Reversible and irreversible coiled coils in the stalk domain of ncd motor protein.

Ncd is a microtubule minus end-directed motor protein from Drosophila, a member of the kinesin-14 family, and an essential protein in mitosis and meiosis. Full-length ncd exists as a dimer via the formation of an alpha-helical coiled coil in its central stalk domain (P192-R346), which is thought to be one of the key regions for its motility. In our previous studies, however, none of the various synthetic polypeptide fragments (up to 46 residues) from the stalk domain formed a coiled coil. Herein, we have investigated the structural properties of the full-length ncd stalk domain using recombinant polypeptides together with shorter segments. These new fragments did form coiled coils as verified by far-UV circular dichroism (CD) spectroscopy and analytical ultracentrifugation, suggesting that a certain length of polypeptide would be required for dimer formation.

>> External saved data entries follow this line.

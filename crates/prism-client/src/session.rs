//! Per-request token holder.
//!
//! Handlers share one [`Session`] with the middleware that built it. The
//! client writes refreshed tokens back so the middleware can forward them
//! to the browser as cookies. The lock is never held across an `.await`.

use std::sync::{Arc, Mutex, MutexGuard};

#[derive(Debug, Clone, Default, PartialEq, Eq)]
pub struct Tokens {
    pub access: Option<String>,
    pub refresh: Option<String>,
}

#[derive(Debug, Default)]
struct SessionInner {
    tokens: Tokens,
    refreshed: bool,
}

#[derive(Debug, Clone, Default)]
pub struct Session {
    inner: Arc<Mutex<SessionInner>>,
}

impl Session {
    pub fn new(access: Option<String>, refresh: Option<String>) -> Self {
        Self {
            inner: Arc::new(Mutex::new(SessionInner {
                tokens: Tokens { access, refresh },
                refreshed: false,
            })),
        }
    }

    fn lock(&self) -> MutexGuard<'_, SessionInner> {
        // A poisoned lock still holds valid strings.
        self.inner.lock().unwrap_or_else(|e| e.into_inner())
    }

    pub fn access(&self) -> Option<String> {
        self.lock().tokens.access.clone()
    }

    pub fn refresh(&self) -> Option<String> {
        self.lock().tokens.refresh.clone()
    }

    pub fn tokens(&self) -> Tokens {
        self.lock().tokens.clone()
    }

    /// Stores a new access token, and the refresh token when rotated.
    pub fn update(&self, access: String, refresh: Option<String>) {
        let mut inner = self.lock();
        inner.tokens.access = Some(access);
        if let Some(refresh) = refresh {
            inner.tokens.refresh = Some(refresh);
        }
        inner.refreshed = true;
    }

    /// True once [`Session::update`] has run for this session.
    pub fn was_refreshed(&self) -> bool {
        self.lock().refreshed
    }
}
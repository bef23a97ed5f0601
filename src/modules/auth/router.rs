use crate::modules::auth::controller::{login, login_page, logout, refresh};
use crate::state::AppState;
use axum::{Router, routing::get};

pub fn init_auth_router() -> Router<AppState> {
    Router::new()
        .route("/login", get(login_page).post(login))
        .route("/refresh", get(refresh))
        .route("/logout", get(logout).post(logout))
}
use std::time::Instant;

use axum::{
    Json,
    extract::{Path, State},
};
use prism_core::{AppError, ErrorResponse};
use prism_models::{AnalysisRun, Assignment, CourseId, SemesterId, Student};
use tracing::{info, instrument};

use crate::metrics::track_backend_duration;
use crate::middleware::auth::AuthSession;
use crate::modules::backend_failure;
use crate::state::AppState;

#[utoipa::path(
    get,
    path = "/api/courses/{course}/assignments",
    params(("course" = i64, Path, description = "Course instance id")),
    responses(
        (status = 200, description = "Assignments of the course", body = Vec<Assignment>),
        (status = 303, description = "Session check redirect"),
        (status = 404, description = "Course not found", body = ErrorResponse)
    ),
    security(("session_cookie" = [])),
    tag = "Courses"
)]
#[instrument(skip_all, fields(course = %course))]
pub async fn list_assignments(
    State(state): State<AppState>,
    auth: AuthSession,
    Path(course): Path<CourseId>,
) -> Result<Json<Vec<Assignment>>, AppError> {
    let assignments = state
        .backend
        .assignments(&auth.session, course)
        .await
        .map_err(backend_failure)?;
    Ok(Json(assignments))
}

#[utoipa::path(
    get,
    path = "/api/courses/{course}/students",
    params(("course" = i64, Path, description = "Course instance id")),
    responses(
        (status = 200, description = "Students enrolled in the course", body = Vec<Student>),
        (status = 303, description = "Session check redirect"),
        (status = 404, description = "Course not found", body = ErrorResponse)
    ),
    security(("session_cookie" = [])),
    tag = "Courses"
)]
#[instrument(skip_all, fields(course = %course))]
pub async fn list_students(
    State(state): State<AppState>,
    auth: AuthSession,
    Path(course): Path<CourseId>,
) -> Result<Json<Vec<Student>>, AppError> {
    let students = state
        .backend
        .students(&auth.session, course)
        .await
        .map_err(backend_failure)?;
    Ok(Json(students))
}

/// Runs the comparison pipeline for a course offering.
///
/// Blocks until the backend finishes, which can take minutes.
#[utoipa::path(
    post,
    path = "/api/courses/{course}/semesters/{semester}/analysis",
    params(
        ("course" = i64, Path, description = "Course instance id"),
        ("semester" = i64, Path, description = "Semester id")
    ),
    responses(
        (status = 200, description = "Pipeline finished", body = AnalysisRun),
        (status = 303, description = "Session check redirect"),
        (status = 502, description = "Pipeline failed", body = ErrorResponse)
    ),
    security(("session_cookie" = [])),
    tag = "Analysis"
)]
#[instrument(skip_all, fields(course = %course, semester = %semester))]
pub async fn run_analysis(
    State(state): State<AppState>,
    auth: AuthSession,
    Path((course, semester)): Path<(CourseId, SemesterId)>,
) -> Result<Json<AnalysisRun>, AppError> {
    info!(user_id = %auth.user.user_id, "Starting analysis run");
    let start = Instant::now();

    let run = state
        .backend
        .run_pipeline(&auth.session, course, semester)
        .await
        .map_err(backend_failure)?;

    track_backend_duration("run_pipeline", start.elapsed().as_secs_f64());
    Ok(Json(run))
}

Moreover, deletion mapping revealed that the cooperativity among the neighboring subdomains in the stalk domain is required for formation of the coiled coil. Interestingly, the intact stalk domain segments showed three-state transition in thermal unfolding measurements with CD, indicating the presence of two regions: (i) a coiled-coil region (P227-R306) that exhibits reversible denaturation at a lower temperature (20-30 degrees C) and (ii) a more rigid coiled-coil region (T307-E334) that exhibits irreversible denaturation at a high temperature (ca. 60 degrees C). These results imply that the N-terminal region of the stalk domain might be able to adopt both a coiled-coil conformation and a dissociated one, which might be relevant to the functions of ncd.